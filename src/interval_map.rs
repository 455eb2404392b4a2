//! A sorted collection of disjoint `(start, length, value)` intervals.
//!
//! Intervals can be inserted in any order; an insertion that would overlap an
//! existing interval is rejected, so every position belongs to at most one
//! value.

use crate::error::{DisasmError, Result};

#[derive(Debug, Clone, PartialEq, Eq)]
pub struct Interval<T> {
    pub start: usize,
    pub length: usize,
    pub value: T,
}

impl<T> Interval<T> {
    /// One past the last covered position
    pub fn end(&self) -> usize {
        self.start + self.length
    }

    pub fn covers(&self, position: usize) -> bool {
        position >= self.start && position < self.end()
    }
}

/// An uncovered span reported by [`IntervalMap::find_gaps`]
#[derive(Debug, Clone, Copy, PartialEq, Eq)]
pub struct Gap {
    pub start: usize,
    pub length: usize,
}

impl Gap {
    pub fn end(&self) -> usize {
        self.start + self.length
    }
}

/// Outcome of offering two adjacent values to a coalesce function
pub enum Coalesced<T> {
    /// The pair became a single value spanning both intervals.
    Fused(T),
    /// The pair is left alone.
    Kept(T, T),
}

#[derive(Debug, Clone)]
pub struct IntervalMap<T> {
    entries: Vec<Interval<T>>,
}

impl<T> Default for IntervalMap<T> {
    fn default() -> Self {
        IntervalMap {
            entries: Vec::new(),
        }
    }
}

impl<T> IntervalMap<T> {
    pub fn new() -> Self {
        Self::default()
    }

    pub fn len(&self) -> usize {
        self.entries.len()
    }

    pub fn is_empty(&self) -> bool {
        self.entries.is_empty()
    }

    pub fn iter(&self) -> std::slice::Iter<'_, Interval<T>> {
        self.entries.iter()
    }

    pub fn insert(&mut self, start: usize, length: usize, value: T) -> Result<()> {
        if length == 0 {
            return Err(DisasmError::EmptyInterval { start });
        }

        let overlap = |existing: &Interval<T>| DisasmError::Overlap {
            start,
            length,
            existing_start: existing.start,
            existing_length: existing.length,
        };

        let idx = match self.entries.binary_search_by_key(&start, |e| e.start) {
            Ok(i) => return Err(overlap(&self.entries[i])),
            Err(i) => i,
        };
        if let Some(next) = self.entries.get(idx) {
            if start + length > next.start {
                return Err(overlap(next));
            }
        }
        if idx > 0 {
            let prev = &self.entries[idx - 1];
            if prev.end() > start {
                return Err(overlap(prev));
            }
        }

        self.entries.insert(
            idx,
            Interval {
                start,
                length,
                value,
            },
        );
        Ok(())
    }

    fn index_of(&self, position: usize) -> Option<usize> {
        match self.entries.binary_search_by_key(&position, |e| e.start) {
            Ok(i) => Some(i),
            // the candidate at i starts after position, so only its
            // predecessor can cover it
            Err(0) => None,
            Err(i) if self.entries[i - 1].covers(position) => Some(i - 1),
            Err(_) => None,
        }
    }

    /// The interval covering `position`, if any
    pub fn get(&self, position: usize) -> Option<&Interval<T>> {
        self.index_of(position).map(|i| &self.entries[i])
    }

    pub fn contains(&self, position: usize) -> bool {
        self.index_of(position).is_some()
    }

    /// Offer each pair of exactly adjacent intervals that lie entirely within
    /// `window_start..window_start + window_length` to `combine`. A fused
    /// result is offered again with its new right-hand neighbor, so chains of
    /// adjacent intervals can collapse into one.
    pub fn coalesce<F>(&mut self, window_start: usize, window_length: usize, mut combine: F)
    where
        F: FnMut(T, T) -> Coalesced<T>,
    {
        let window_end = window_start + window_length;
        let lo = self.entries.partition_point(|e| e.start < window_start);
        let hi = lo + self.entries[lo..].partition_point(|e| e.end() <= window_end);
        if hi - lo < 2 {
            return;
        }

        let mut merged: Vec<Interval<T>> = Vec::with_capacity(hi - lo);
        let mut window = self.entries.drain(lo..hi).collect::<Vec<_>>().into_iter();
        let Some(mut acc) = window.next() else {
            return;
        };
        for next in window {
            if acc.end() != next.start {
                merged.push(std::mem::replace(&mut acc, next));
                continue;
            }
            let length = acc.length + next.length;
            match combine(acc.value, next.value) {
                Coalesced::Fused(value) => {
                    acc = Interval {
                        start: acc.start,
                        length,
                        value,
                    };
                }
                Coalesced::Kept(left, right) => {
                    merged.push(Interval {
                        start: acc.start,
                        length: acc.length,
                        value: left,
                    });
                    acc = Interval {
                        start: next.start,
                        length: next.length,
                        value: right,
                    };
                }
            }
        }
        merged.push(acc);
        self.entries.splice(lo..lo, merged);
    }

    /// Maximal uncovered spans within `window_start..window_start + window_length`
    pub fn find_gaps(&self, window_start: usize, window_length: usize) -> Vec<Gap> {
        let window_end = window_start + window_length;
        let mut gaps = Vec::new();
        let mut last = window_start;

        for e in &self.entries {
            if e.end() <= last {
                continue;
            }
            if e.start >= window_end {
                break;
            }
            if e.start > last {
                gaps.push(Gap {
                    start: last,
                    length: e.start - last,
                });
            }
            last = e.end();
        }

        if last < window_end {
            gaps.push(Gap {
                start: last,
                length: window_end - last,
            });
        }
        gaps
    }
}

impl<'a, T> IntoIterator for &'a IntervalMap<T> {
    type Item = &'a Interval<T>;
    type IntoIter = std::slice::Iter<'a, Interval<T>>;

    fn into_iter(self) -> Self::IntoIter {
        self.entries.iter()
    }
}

● ● ● ● ● ● ●

■ Exercise goal
One stretch of the lines above is wanted, from the line that contains "if e.start > last" through the line that contains "if last < window_end". Output it exactly.

■ Exercise solution
            if e.start > last {
                gaps.push(Gap {
                    start: last,
                    length: e.start - last,
                });
            }
            last = e.end();
        }

        if last < window_end {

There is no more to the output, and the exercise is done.